* _Work to complete_: In the material below, find the line that contains "pub const ROM_START_ADDRESS: usize = 0x200;" and the line that contains "4KB memory array", then write out exactly those two lines and everything between them.
▽
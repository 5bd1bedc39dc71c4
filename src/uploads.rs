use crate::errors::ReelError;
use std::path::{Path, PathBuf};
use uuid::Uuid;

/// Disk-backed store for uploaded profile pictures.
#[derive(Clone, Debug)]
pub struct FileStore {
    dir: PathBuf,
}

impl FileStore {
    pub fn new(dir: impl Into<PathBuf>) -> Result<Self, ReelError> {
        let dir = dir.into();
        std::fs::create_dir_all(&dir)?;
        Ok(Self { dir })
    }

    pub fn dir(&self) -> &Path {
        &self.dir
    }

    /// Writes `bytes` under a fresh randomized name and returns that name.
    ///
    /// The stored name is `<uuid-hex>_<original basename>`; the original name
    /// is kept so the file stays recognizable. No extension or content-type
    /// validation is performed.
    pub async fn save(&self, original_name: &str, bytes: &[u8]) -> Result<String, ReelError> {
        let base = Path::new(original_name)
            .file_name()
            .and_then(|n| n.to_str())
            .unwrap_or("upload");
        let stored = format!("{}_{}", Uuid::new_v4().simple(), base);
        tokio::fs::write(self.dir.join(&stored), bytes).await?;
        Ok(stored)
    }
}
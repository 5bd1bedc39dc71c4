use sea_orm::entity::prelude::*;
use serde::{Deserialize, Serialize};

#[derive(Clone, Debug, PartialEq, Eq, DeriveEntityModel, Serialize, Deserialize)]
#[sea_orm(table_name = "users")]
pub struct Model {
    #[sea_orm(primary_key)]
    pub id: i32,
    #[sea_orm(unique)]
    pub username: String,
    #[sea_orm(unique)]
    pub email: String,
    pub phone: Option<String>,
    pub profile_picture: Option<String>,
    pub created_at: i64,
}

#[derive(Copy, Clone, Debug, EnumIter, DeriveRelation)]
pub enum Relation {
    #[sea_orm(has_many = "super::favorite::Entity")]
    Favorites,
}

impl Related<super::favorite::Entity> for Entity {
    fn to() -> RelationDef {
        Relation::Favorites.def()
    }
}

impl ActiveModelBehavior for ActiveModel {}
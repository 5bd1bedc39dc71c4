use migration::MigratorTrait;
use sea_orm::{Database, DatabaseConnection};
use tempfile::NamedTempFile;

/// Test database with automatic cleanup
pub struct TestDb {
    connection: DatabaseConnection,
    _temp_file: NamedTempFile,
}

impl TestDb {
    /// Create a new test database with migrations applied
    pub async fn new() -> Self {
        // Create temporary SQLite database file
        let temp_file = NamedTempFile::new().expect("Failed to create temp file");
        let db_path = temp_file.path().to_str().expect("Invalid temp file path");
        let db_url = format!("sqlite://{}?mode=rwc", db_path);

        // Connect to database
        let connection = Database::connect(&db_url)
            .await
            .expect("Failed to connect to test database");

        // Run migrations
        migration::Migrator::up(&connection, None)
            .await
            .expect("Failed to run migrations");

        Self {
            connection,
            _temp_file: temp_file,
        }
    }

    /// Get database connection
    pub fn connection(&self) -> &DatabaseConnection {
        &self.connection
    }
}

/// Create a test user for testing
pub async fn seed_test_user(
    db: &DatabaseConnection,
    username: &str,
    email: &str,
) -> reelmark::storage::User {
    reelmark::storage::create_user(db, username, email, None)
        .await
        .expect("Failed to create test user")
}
△
▽
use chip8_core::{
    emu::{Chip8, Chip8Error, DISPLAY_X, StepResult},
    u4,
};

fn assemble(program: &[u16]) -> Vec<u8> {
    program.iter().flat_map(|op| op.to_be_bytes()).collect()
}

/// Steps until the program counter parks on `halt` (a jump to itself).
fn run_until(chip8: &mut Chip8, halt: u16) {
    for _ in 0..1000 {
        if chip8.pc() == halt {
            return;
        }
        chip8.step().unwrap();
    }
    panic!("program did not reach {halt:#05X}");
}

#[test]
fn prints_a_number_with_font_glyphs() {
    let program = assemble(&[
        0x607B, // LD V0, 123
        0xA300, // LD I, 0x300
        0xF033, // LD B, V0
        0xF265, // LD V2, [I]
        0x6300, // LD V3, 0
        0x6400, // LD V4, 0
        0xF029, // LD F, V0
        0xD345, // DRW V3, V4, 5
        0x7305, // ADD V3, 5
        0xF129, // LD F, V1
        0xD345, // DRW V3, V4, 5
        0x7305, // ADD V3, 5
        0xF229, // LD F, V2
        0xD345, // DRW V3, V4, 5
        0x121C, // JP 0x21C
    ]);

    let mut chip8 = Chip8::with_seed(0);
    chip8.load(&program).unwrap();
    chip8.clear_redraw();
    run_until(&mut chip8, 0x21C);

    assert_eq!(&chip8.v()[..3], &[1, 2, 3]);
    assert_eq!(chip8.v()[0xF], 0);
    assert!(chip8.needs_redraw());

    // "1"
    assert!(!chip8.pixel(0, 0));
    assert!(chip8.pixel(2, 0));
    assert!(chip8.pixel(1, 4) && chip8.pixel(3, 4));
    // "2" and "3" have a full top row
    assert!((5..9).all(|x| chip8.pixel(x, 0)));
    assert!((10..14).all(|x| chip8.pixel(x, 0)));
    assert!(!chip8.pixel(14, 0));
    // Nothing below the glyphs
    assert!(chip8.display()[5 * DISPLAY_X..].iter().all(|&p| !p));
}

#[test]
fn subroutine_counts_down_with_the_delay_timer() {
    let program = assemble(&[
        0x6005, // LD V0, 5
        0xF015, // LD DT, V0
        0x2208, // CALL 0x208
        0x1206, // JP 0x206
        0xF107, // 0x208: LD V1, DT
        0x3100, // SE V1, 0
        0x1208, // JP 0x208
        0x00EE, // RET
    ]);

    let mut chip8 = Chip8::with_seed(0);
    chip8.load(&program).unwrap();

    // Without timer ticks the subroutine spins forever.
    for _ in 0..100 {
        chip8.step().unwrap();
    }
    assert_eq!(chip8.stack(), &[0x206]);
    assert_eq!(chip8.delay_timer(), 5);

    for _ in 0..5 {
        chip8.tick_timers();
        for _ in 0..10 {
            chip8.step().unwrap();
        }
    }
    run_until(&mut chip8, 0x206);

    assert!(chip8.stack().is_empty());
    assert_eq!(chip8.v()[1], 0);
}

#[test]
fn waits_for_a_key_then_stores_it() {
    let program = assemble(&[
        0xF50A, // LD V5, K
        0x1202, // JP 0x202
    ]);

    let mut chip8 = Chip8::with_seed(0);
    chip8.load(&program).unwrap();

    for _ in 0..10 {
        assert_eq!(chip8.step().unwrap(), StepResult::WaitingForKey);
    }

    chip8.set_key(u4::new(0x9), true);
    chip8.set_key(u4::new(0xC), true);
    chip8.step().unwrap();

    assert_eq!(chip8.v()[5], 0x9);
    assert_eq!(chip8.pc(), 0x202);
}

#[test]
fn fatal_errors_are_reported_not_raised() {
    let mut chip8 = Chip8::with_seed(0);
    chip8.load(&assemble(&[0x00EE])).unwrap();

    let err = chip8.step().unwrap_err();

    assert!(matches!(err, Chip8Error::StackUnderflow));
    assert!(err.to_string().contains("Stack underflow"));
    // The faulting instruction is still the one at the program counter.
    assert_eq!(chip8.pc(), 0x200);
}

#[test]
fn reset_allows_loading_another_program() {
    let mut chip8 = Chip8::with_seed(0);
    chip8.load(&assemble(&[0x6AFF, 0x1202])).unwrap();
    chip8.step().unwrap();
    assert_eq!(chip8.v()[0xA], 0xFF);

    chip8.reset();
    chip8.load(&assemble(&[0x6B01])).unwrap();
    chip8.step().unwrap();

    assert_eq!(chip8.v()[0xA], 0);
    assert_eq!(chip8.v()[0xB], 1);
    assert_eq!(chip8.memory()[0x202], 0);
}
△
▽
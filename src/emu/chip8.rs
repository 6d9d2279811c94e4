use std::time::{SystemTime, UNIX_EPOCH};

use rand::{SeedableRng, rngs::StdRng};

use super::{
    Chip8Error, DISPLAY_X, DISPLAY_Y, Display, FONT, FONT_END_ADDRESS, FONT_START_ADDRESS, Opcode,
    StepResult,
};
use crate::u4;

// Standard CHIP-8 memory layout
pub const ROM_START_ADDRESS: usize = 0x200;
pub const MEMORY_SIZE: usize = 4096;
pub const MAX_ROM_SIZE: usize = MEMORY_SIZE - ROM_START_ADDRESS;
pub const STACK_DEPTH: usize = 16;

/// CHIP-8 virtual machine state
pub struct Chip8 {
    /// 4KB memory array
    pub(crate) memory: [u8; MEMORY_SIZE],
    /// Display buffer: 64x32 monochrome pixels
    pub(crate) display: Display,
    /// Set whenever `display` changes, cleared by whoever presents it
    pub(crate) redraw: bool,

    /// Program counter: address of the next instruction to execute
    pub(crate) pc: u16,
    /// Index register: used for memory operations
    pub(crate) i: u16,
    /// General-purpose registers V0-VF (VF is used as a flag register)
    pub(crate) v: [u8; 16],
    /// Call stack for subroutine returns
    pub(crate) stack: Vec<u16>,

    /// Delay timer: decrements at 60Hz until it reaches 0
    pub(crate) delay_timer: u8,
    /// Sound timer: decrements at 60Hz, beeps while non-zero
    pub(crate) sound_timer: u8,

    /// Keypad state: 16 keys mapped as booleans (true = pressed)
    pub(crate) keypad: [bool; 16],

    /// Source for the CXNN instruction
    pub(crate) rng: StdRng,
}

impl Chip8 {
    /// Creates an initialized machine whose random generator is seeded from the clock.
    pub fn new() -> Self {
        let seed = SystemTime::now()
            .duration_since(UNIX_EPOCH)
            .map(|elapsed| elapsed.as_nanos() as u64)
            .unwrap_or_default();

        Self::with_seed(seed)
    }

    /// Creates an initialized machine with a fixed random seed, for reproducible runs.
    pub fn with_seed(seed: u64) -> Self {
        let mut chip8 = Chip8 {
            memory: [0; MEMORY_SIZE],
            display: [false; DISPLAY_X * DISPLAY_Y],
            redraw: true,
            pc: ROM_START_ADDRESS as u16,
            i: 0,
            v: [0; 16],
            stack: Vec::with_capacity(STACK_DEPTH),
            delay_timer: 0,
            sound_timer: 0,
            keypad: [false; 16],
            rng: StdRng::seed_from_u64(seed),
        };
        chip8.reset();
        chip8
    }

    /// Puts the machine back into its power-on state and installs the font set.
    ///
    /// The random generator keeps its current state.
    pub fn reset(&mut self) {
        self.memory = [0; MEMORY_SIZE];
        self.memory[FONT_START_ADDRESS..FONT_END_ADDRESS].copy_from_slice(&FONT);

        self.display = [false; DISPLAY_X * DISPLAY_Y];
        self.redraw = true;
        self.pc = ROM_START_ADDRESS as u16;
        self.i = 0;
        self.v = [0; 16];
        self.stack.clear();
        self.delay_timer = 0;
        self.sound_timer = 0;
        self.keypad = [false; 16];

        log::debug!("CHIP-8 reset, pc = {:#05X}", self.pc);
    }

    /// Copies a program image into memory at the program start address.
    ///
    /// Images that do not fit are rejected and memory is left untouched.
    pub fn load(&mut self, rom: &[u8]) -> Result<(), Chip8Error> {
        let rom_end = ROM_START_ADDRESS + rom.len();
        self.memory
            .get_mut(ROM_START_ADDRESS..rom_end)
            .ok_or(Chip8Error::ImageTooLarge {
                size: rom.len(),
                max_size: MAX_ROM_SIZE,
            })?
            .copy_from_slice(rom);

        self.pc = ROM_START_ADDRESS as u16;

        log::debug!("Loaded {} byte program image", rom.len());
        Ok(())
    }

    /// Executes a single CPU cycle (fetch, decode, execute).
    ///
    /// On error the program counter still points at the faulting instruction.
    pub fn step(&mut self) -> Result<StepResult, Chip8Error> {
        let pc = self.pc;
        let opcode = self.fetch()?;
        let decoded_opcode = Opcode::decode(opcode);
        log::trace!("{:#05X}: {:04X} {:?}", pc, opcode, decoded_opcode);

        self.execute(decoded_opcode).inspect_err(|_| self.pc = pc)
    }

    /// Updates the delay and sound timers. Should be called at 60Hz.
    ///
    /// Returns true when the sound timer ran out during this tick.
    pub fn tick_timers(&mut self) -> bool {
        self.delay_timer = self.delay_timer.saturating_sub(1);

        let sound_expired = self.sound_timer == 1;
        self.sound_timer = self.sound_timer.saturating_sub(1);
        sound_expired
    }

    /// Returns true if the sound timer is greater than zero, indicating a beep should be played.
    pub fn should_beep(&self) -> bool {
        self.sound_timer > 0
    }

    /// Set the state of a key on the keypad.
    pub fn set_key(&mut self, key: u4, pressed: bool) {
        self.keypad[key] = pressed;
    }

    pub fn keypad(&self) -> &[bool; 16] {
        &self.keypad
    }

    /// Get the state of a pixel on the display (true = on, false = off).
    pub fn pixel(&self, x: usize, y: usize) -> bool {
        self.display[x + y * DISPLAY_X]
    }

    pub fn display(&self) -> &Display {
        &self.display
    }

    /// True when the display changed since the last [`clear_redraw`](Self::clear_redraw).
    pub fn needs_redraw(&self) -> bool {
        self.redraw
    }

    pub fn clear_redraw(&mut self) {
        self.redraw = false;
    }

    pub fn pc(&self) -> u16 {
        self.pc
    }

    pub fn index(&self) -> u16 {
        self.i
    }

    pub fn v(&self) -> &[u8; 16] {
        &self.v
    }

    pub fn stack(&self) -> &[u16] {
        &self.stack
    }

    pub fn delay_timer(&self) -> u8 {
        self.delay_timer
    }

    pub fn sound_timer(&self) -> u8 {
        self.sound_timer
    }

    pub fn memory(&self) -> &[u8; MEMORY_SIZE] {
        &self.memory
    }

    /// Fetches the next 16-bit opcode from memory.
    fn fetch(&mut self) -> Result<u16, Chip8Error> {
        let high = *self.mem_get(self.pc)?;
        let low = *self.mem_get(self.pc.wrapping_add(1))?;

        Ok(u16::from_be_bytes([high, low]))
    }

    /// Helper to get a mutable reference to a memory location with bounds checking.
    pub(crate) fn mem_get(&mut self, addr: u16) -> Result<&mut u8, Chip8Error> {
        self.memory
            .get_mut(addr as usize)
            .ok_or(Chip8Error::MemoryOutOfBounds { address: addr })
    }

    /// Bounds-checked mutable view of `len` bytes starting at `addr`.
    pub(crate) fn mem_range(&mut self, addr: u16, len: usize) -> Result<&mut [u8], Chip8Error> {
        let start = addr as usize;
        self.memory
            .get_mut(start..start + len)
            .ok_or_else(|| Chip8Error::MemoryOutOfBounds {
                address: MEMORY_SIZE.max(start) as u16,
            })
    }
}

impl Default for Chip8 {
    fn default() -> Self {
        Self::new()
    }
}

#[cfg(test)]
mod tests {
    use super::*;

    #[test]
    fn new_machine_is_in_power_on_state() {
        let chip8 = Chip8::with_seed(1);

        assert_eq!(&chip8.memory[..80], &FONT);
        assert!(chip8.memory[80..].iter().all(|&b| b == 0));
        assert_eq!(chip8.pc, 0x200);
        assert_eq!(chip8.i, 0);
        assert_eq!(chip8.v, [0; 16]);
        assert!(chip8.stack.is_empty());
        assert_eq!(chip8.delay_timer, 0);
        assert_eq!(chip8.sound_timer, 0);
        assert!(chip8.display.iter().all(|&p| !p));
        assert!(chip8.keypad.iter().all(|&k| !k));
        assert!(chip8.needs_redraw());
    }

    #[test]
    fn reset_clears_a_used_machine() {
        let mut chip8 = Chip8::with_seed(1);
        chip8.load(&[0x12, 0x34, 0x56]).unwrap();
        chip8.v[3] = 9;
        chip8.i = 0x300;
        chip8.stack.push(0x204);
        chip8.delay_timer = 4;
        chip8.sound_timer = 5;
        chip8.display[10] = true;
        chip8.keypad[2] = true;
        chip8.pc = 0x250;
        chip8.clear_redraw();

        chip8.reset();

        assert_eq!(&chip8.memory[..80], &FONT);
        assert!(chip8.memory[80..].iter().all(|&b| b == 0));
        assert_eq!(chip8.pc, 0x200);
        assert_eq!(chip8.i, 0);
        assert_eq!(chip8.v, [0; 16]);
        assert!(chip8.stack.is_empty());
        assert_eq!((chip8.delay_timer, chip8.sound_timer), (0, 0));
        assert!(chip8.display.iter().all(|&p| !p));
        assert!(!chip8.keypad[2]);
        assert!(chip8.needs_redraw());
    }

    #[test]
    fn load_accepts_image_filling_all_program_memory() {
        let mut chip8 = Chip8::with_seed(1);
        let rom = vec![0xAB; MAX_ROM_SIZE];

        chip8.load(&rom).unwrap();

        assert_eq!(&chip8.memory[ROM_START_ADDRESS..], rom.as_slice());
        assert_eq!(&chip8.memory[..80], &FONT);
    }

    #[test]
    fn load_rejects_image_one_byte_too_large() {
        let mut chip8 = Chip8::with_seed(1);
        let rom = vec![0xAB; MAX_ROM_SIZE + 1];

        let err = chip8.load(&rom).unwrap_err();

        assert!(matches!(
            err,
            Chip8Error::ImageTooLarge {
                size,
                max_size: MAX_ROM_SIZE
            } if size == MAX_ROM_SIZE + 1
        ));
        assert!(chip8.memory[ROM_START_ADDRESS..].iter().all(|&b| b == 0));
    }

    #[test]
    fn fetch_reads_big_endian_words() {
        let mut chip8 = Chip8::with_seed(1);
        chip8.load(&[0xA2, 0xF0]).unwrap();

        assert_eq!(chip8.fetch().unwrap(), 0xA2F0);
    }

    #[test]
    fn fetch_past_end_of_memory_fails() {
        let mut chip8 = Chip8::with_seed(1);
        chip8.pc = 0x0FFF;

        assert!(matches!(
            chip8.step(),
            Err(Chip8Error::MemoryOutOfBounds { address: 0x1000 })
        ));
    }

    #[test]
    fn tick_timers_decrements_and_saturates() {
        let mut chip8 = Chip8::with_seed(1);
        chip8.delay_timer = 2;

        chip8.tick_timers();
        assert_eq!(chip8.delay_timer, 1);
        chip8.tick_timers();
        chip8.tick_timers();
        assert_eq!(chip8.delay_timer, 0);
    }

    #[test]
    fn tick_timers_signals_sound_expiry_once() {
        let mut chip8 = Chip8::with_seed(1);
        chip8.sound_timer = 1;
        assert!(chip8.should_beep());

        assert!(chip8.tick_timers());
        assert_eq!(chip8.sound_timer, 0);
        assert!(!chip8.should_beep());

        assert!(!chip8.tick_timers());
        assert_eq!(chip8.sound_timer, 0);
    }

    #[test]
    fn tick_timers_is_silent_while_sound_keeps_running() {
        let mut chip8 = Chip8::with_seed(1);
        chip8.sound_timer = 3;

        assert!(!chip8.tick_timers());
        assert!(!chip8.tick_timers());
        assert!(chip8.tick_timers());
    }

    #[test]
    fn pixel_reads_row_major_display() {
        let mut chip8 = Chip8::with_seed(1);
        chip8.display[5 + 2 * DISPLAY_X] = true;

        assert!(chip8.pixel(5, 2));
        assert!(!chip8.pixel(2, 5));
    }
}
△
* _Solution_:
pub const ROM_START_ADDRESS: usize = 0x200;
pub const MEMORY_SIZE: usize = 4096;
pub const MAX_ROM_SIZE: usize = MEMORY_SIZE - ROM_START_ADDRESS;
pub const STACK_DEPTH: usize = 16;

/// CHIP-8 virtual machine state
pub struct Chip8 {
    /// 4KB memory array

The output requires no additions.